The Correct Option is B

Step 1: Understanding the Concept:
We need to model the relationship based on the given conditions. Constant means a fixed value, varies as \( x \) means \( kx \), and varies inversely as \( x \) means \( p/x \).
: Key Formula or Approach:
The general form is \( y = a + bx + c/x \). We will plug in the given data points to find constants \( a, b, \) and \( c \).
Step 2: Detailed Explanation:
Given \( y = a + bx + c/x \).
1. At \( x = 1, y = 6 \): \[ a + b + c = 6 \quad \dots \text{(Eq. 1)} \] 2. At \( x = -1, y = -4 \): \[ a - b - c = -4 \quad \dots \text{(Eq. 2)} \] 3. At \( x = 3, y = 8 \): \[ a + 3b + c/3 = 8 \quad \dots \text{(Eq. 3)} \] Solve Eq. 1 and Eq. 2: Adding (Eq. 1) and (Eq. 2): \( (a+b+c) + (a-b-c) = 6 - 4 \implies 2a = 2 \implies a = 1 \).
Subtracting (Eq. 2) from (Eq. 1): \( (a+b+c) - (a-b-c) = 6 - (-4) \implies 2b + 2c = 10 \implies b + c = 5 \).
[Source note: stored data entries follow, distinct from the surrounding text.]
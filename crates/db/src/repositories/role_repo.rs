//! Repository for the `roles` lookup table.

use sqlx::PgPool;
use vitrine_core::types::DbId;

use crate::models::role::Role;

const COLUMNS: &str = "id, name, description, created_at, updated_at";

pub struct RoleRepo;

impl RoleRepo {
    pub async fn find_by_id(pool: &PgPool, id: DbId) -> Result<Option<Role>, sqlx::Error> {
        let query = format!("SELECT {COLUMNS} FROM roles WHERE id = $1");
        sqlx::query_as::<_, Role>(&query)
            .bind(id)
            .fetch_optional(pool)
            .await
    }

    pub async fn find_by_name(pool: &PgPool, name: &str) -> Result<Option<Role>, sqlx::Error> {
        let query = format!("SELECT {COLUMNS} FROM roles WHERE name = $1");
        sqlx::query_as::<_, Role>(&query)
            .bind(name)
            .fetch_optional(pool)
            .await
    }

    pub async fn list(pool: &PgPool) -> Result<Vec<Role>, sqlx::Error> {
        let query = format!("SELECT {COLUMNS} FROM roles ORDER BY id");
        sqlx::query_as::<_, Role>(&query).fetch_all(pool).await
    }

    /// Role name for `role_id`, or `"unknown"` if the row has vanished.
    pub async fn resolve_name(pool: &PgPool, role_id: DbId) -> Result<String, sqlx::Error> {
        Ok(Self::find_by_id(pool, role_id)
            .await?
            .map(|r| r.name)
            .unwrap_or_else(|| "unknown".to_string()))
    }
}
//! Admin handlers for `/admin/about` (about-page sections).
//!
//! Every write validates `content` against the schema of its
//! `section_type` before it reaches the database.

use axum::extract::{Path, Query, State};
use axum::http::StatusCode;
use axum::Json;
use serde_json::json;
use vitrine_core::about::{validate_section, SectionType};
use vitrine_core::audit::action_types;
use vitrine_core::error::CoreError;
use vitrine_core::types::DbId;
use vitrine_db::models::about::{AboutContent, CreateAboutContent, UpdateAboutContent};
use vitrine_db::repositories::AboutContentRepo;

use super::audit;
use crate::error::{AppError, AppResult};
use crate::middleware::rbac::RequireEditor;
use crate::query::IncludeInactiveParams;
use crate::response::DataResponse;
use crate::state::AppState;

/// GET /api/v1/admin/about
pub async fn list_sections(
    State(state): State<AppState>,
    RequireEditor(_user): RequireEditor,
    Query(params): Query<IncludeInactiveParams>,
) -> AppResult<Json<DataResponse<Vec<AboutContent>>>> {
    let sections = AboutContentRepo::list(&state.pool, params.include_inactive).await?;
    Ok(Json(DataResponse { data: sections }))
}

/// GET /api/v1/admin/about/section-types
pub async fn list_section_types(
    RequireEditor(_user): RequireEditor,
) -> Json<DataResponse<Vec<&'static str>>> {
    let types = SectionType::ALL.iter().map(|t| t.as_str()).collect();
    Json(DataResponse { data: types })
}

/// POST /api/v1/admin/about
pub async fn create_section(
    State(state): State<AppState>,
    RequireEditor(user): RequireEditor,
    Json(input): Json<CreateAboutContent>,
) -> AppResult<(StatusCode, Json<DataResponse<AboutContent>>)> {
    let section_type = SectionType::parse(&input.section_type)?;
    validate_section(section_type, &input.content)?;

    let section = AboutContentRepo::create(&state.pool, &input).await?;

    audit::record(
        &state,
        &user,
        action_types::ENTITY_CREATE,
        "about_contents",
        Some(section.id),
        Some(json!({ "section_type": section.section_type })),
    )
    .await;

    Ok((StatusCode::CREATED, Json(DataResponse { data: section })))
}

/// GET /api/v1/admin/about/{id}
pub async fn get_section(
    State(state): State<AppState>,
    RequireEditor(_user): RequireEditor,
    Path(id): Path<DbId>,
) -> AppResult<Json<DataResponse<AboutContent>>> {
    let section = find_section(&state, id).await?;
    Ok(Json(DataResponse { data: section }))
}

/// PUT /api/v1/admin/about/{id}
///
/// Changing either `section_type` or `content` re-validates the pair that
/// would be stored, so a type change without matching content is rejected.
pub async fn update_section(
    State(state): State<AppState>,
    RequireEditor(user): RequireEditor,
    Path(id): Path<DbId>,
    Json(input): Json<UpdateAboutContent>,
) -> AppResult<Json<DataResponse<AboutContent>>> {
    if input.section_type.is_some() || input.content.is_some() {
        let existing = find_section(&state, id).await?;
        let section_type =
            SectionType::parse(input.section_type.as_deref().unwrap_or(&existing.section_type))?;
        let content = input.content.as_ref().unwrap_or(&existing.content);
        validate_section(section_type, content)?;
    }

    let section = AboutContentRepo::update(&state.pool, id, &input)
        .await?
        .ok_or(AppError::Core(CoreError::NotFound {
            entity: "AboutContent",
            id,
        }))?;

    audit::record(
        &state,
        &user,
        action_types::ENTITY_UPDATE,
        "about_contents",
        Some(id),
        Some(json!({ "section_type": section.section_type })),
    )
    .await;

    Ok(Json(DataResponse { data: section }))
}

async fn find_section(state: &AppState, id: DbId) -> AppResult<AboutContent> {
    AboutContentRepo::find_by_id(&state.pool, id)
        .await?
        .ok_or(AppError::Core(CoreError::NotFound {
            entity: "AboutContent",
            id,
        }))
}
Substitute \( a = 1 \) into Eq. 3: \[ 1 + 3b + c/3 = 8 \implies 3b + c/3 = 7 \implies 9b + c = 21 \quad \dots \text{(Eq. 4)} \] From \( b + c = 5 \), we get \( c = 5 - b \). Substitute in Eq. 4: \[ 9b + (5 - b) = 21 \implies 8b = 16 \implies b = 2 \] Then \( c = 5 - 2 = 3 \).
So, \( y = 1 + 2x + 3/x \).
Step 3: Final Answer:
The required equation is \( y = 1 + 2x + 3/x \).